L'Editoriale
Lunedì 28 Novembre 2016
Furbetti da licenziare
e la politica confusa
Notizia di ieri. Le norme che permettevano il rapido licenziamento dei «furbetti del tesserino» rischiano di essere vanificate dalla bocciatura, da parte della Corte costituzionale, di una parte della legge di riforma dell’amministrazione (nota come «legge Madia»). Questione che rinvia alla notizia di ieri l’altro: i giudici della Consulta hanno ritenuto incostituzionali alcune parti della riforma, perché essa non rispettava il principio, sancito in Costituzione, in base al quale occorre che le leggi, in alcuni ambiti definiti, debbano essere varate «d’intesa» con le Regioni.
L’intreccio tra elementi di incostituzionalità di una legge e vuoti normativi che ne conseguono apre – come sempre – le porte a smottamenti nella legislazione, ma soprattutto a ulteriori storture derivanti da quel vuoto. In linea teorica, ma non soltanto teorica, gli impiegati infedeli potranno trovare il modo di sfuggire alla punizione che meritano. L’ipotesi che ci si possa valere di questa intollerabile scappatoia ha immediatamente scatenato la bufera delle reazioni. Come è possibile che coloro i quali, in barba alle norme e all’etica civile, non vanno a lavorare e si fanno timbrare il cartellino da altri non vengano licenziati? Come è possibile prendere lo stipendio da un’amministrazione pubblica (stipendio pagato, quindi, dai contribuenti) in modo fraudolento e non venire puniti per questo? Domande assolutamente lecite e ben poste. Che esigono una risposta. Non evasiva.
Per provare a rispondere, occorre qualche passo indietro sia nella cronaca (e nella storia) del modo di fare le leggi, sia nell’analisi del loro contenuto. La necessità dell’intesa è figlia del criterio di «legislazione concorrente» tra Stato e Regioni, sancito dalla riforma costituzionale del 2001 (legge costituzionale n. 3 di quell’anno).

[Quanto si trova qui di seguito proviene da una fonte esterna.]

//! Structured logging setup.

mod format;

pub use format::StructuredLogger;
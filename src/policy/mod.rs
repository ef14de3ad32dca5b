//! Anomaly decision policy over detector output.

mod engine;

pub use engine::{AnomalyPolicy, Verdict};
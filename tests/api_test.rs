//! HTTP transport: batch ingest responses, status, reset, audit side effects.

use axum::body::Body;
use axum::http::{Request, StatusCode};
use axum::Router;
use serde_json::{json, Value};
use std::sync::Arc;
use tower::ServiceExt;
use vibewatch_agent::{
    api::{self, AppState},
    config::ServiceConfig,
    features::VibrationExtractor,
    lifecycle::LifecycleManager,
    storage::{InMemoryModelStore, PredictionLog},
};

fn app(buffer: usize, audit: Option<Arc<PredictionLog>>) -> Router {
    let mut config = ServiceConfig::default();
    config.training.training_buffer_size = buffer;
    config.training.n_estimators = 25;
    let manager = Arc::new(LifecycleManager::open(
        &config,
        Arc::new(VibrationExtractor::default()),
        Arc::new(InMemoryModelStore::new()),
    ));
    api::router(AppState { manager, audit })
}

async fn call(app: &Router, method: &str, uri: &str, body: Option<Value>) -> (StatusCode, Value) {
    let builder = Request::builder().method(method).uri(uri);
    let req = match body {
        Some(b) => builder
            .header("content-type", "application/json")
            .body(Body::from(b.to_string()))
            .unwrap(),
        None => builder.body(Body::empty()).unwrap(),
    };
    let resp = app.clone().oneshot(req).await.unwrap();
    let status = resp.status();
    let bytes = axum::body::to_bytes(resp.into_body(), usize::MAX).await.unwrap();
    (status, serde_json::from_slice(&bytes).unwrap())
}

fn training(i: usize) -> Value {
    json!({
        "mode": "training",
        "timestamp": 1000 + i,
        "rms_x": 0.1 + (i % 5) as f64 * 0.01,
        "rms_y": 0.2 + (i % 3) as f64 * 0.02,
        "peak_freq_x": 50.0 + (i % 7) as f64,
        "kurtosis": 3.0 + (i % 4) as f64 * 0.1,
        "spectrum_x": [1.0, 0.5, 0.25, 0.1, (i % 6) as f64 * 0.01]
    })
}

#[tokio::test]
async fn batch_is_buffered_then_trained() {
    let app = app(4, None);
    let batch: Vec<Value> = (0..4).map(training).collect();
    let (status, body) = call(&app, "POST", "/data", Some(Value::Array(batch))).await;

    assert_eq!(status, StatusCode::OK);
    assert_eq!(body["status"], "success");
    assert_eq!(body["samples_processed"], 4);
    let results = body["results"].as_array().unwrap();
    assert_eq!(results[0]["status"], "buffered");
    assert_eq!(results[0]["buffer_size"], 1);
    assert_eq!(results[3]["buffer_size"], 0);
    assert_eq!(results[3]["retrain"]["result"], "trained");

    let (_, status) = call(&app, "GET", "/status", None).await;
    assert_eq!(status["model_trained"], true);
    assert_eq!(status["total_samples_received"], 4);
}

#[tokio::test]
async fn single_object_prediction_before_training() {
    let app = app(4, None);
    let (status, body) = call(&app, "POST", "/data", Some(json!({"mode": "prediction"}))).await;
    assert_eq!(status, StatusCode::OK);
    let r = &body["results"][0];
    assert_eq!(r["status"], "error");
    assert_eq!(r["kind"], "model_not_trained");
    assert_eq!(r["message"], "model not trained yet");
}

#[tokio::test]
async fn bad_samples_do_not_abort_siblings() {
    let app = app(10, None);
    let batch = json!([
        {"mode": "calibrate"},
        {"mode": "training", "rms_x": "loud"},
        {"mode": "training", "spectrum_z": [1.0]},
        training(0)
    ]);
    let (status, body) = call(&app, "POST", "/data", Some(batch)).await;
    assert_eq!(status, StatusCode::OK);
    let results = body["results"].as_array().unwrap();
    assert_eq!(results[0]["kind"], "validation");
    assert_eq!(results[1]["kind"], "validation");
    assert_eq!(results[2]["kind"], "validation");
    assert_eq!(results[3]["status"], "buffered");
    assert_eq!(results[3]["buffer_size"], 1);
}

#[tokio::test]
async fn non_collection_body_is_rejected() {
    let app = app(4, None);
    let (status, body) = call(&app, "POST", "/data", Some(json!(42))).await;
    assert_eq!(status, StatusCode::BAD_REQUEST);
    assert_eq!(body["status"], "error");

    let req = Request::builder()
        .method("POST")
        .uri("/data")
        .body(Body::from("not json"))
        .unwrap();
    let resp = app.clone().oneshot(req).await.unwrap();
    assert_eq!(resp.status(), StatusCode::BAD_REQUEST);
}

#[tokio::test]
async fn predictions_are_audited() {
    let dir = tempfile::tempdir().unwrap();
    let audit = Arc::new(PredictionLog::open(&dir.path().join("audit.db"), b"test").unwrap());
    let app = app(4, Some(audit.clone()));

    let batch: Vec<Value> = (0..4).map(training).collect();
    call(&app, "POST", "/data", Some(Value::Array(batch))).await;

    let mut query = training(1);
    query["mode"] = json!("prediction");
    let (_, body) = call(&app, "POST", "/data", Some(json!([query.clone(), query]))).await;
    let r = &body["results"][0];
    assert!(r["status"] == "normal" || r["status"] == "anomaly");
    assert!(r["anomaly_score"].is_number());
    assert_eq!(r["model_generation"], 1);

    assert_eq!(audit.count().unwrap(), 2);
    let recent = audit.recent(1).unwrap();
    assert_eq!(recent[0].sample.rms_x, Some(0.1 + 0.01));

    let (_, status) = call(&app, "GET", "/status", None).await;
    assert_eq!(status["predictions_logged"], 2);
}

#[tokio::test]
async fn reset_endpoint_returns_to_fresh_state() {
    let app = app(4, None);
    let batch: Vec<Value> = (0..6).map(training).collect();
    call(&app, "POST", "/data", Some(Value::Array(batch))).await;

    let (status, body) = call(&app, "POST", "/reset", None).await;
    assert_eq!(status, StatusCode::OK);
    assert_eq!(body["status"], "success");

    let (_, status) = call(&app, "GET", "/status", None).await;
    assert_eq!(status["model_trained"], false);
    assert_eq!(status["training_buffer_size"], 0);
    assert_eq!(status["total_samples_received"], 0);
}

Riforma che aveva operato il ribaltamento dell’articolo 117 della Costituzione, dando alle Regioni la potestà di legiferare in via generale, esclusi gli ambiti – specificamente indicati – che restavano allo Stato. Quella modifica della Costituzione, pensata e voluta come segno di apertura nei confronti delle forze politiche che propugnavano il federalismo, ha provocato molti disastri, a cominciare dall’incredibile incremento dei ricorsi alla Corte costituzionale. La quale fa il suo mestiere e, quando ravvede in una legge la lesione di una norma della Costituzione, ha il dovere di dichiararne l’incostituzionalità. Di conseguenza, prendersela con i giudici della Consulta significa comportarsi come il lupo della fiaba di Fedro, nella quale il feroce animale accusa l’agnello sottostante di inquinargli l’acqua che lui stava bevendo. Ed è certo spiacevole – per dir così – dover registrare che il presidente del Consiglio dichiari che la bocciatura della legge di riforma sia colpa dei soliti burocrati. La burocrazia – se con tale riferimento si intende l’insieme dei dipendenti pubblici – non c’entra assolutamente nulla. Magari gli unici burocrati ai quali è possibile addossare una qualche colpa sono gli alti dirigenti della Funzione pubblica o, meglio ancora, le strutture di staff del ministro le quali scrivono materialmente i testi legislativi da portare in Parlamento.
Occorre dire in modo chiaro che la responsabilità di questi inciampi è principalmente politica. Ed è la politica che dovrebbe riflettere sulla qualità delle leggi delle quali si fa promotrice. Ai funzionari di vertice dell’amministrazione può essere addossata la colpa di non aver dimostrato la competenza necessaria a capire che le norme della legge di riforma erano scritte male e che sarebbero inevitabilmente incappate nel giudizio di incostituzionalità. Oppure – pensando alle dinamiche tra politici e alti burocrati – si deve ritenere che essi non hanno avuto la stoffa per resistere alla richiesta (del governo, del ministro) di percorrere una strada sbagliata. Oltretutto, prendersela – a casaccio – con la «burocrazia» (parolina magica per coprire magagne di varia natura e provenienza) costituisce un doppio errore, perché penalizza inutilmente i tanti dipendenti pubblici che fanno con onestà e senso del dovere il loro lavoro e occulta le vere responsabilità del vicolo cieco nel quale ci si è ficcati.
I furbetti del cartellino potevano (e potrebbero ancora) essere puniti e licenziati anche in base alle norme preesistenti alla sentenza della Consulta. Su quel terreno si potrà saggiare realmente quanto alti dirigenti e responsabili politici sapranno usare in modo deciso le norme esistenti per mandare a casa chi non lavora o commette reati.